EXCERPTED DATA START

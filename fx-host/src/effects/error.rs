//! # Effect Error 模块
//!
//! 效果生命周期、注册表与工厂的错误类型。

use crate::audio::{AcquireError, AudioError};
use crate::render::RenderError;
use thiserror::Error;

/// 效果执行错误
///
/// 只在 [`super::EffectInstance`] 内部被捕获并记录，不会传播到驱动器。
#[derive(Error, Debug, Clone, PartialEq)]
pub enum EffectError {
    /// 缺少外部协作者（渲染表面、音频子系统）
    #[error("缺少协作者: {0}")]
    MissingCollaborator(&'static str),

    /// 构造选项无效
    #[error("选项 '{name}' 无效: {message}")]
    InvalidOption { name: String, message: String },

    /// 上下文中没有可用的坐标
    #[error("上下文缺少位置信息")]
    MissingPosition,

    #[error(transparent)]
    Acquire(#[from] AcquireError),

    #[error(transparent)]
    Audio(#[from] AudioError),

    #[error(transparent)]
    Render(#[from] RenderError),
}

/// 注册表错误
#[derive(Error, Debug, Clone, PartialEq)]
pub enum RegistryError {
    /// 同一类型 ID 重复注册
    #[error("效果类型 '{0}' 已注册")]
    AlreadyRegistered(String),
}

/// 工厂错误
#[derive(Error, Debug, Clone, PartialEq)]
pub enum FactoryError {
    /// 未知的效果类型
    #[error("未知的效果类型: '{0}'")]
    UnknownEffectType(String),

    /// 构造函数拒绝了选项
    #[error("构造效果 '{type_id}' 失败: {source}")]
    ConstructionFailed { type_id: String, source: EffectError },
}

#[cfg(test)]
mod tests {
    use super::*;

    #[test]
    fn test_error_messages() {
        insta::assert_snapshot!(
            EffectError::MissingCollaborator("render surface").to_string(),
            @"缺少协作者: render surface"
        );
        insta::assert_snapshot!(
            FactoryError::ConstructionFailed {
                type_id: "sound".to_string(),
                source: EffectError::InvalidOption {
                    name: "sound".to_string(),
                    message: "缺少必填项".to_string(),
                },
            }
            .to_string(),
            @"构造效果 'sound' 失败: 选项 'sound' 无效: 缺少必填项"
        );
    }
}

EXCERPTED DATA END
EXCERPTED DATA START

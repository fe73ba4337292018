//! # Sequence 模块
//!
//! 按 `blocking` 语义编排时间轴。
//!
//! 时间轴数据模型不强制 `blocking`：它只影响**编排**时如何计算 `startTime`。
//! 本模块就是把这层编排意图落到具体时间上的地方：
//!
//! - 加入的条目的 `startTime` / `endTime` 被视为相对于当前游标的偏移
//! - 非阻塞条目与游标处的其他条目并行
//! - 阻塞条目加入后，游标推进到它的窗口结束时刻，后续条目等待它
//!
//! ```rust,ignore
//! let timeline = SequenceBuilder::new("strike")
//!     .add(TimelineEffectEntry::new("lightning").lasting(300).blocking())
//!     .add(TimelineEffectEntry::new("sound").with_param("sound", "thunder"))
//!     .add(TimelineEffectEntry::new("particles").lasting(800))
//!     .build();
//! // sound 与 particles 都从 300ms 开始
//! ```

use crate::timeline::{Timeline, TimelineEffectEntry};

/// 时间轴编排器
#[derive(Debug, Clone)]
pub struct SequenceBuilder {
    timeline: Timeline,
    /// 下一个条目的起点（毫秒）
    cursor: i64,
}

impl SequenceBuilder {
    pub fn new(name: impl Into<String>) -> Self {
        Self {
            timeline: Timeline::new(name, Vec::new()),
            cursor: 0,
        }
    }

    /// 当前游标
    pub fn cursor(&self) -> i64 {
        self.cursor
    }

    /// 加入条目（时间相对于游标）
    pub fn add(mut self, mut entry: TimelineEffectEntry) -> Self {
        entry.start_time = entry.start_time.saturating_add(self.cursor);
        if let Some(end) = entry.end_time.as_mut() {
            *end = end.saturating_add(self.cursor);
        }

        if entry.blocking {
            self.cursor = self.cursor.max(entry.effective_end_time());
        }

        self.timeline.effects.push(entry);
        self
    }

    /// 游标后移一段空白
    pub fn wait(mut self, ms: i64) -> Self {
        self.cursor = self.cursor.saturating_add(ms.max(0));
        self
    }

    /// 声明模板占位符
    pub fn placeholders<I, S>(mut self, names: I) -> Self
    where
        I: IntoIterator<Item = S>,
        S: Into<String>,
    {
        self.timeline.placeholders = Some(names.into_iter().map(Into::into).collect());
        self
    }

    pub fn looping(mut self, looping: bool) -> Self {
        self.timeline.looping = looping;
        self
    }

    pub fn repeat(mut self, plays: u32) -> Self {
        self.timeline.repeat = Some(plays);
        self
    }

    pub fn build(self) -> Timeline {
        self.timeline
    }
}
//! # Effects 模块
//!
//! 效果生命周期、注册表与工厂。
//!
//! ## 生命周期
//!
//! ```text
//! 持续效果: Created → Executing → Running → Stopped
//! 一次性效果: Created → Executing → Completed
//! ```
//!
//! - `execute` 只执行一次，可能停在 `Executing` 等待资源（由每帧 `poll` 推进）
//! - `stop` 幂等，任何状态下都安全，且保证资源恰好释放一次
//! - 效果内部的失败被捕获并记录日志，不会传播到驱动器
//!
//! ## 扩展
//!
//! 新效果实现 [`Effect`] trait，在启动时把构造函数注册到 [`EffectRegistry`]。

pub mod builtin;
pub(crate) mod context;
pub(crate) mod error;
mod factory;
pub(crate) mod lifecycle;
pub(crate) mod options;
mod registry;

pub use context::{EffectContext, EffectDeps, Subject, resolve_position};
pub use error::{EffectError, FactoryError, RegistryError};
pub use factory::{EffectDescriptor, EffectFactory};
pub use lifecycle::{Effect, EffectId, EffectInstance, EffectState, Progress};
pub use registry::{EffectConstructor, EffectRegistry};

EXCERPTED DATA END

● WHAT YOU SHOULD DO: The expected answer is a copy of every line in the entries that holds the word "names".

● RESULT OF THE EXERCISE:
    pub fn placeholders<I, S>(mut self, names: I) -> Self
        self.timeline.placeholders = Some(names.into_iter().map(Into::into).collect());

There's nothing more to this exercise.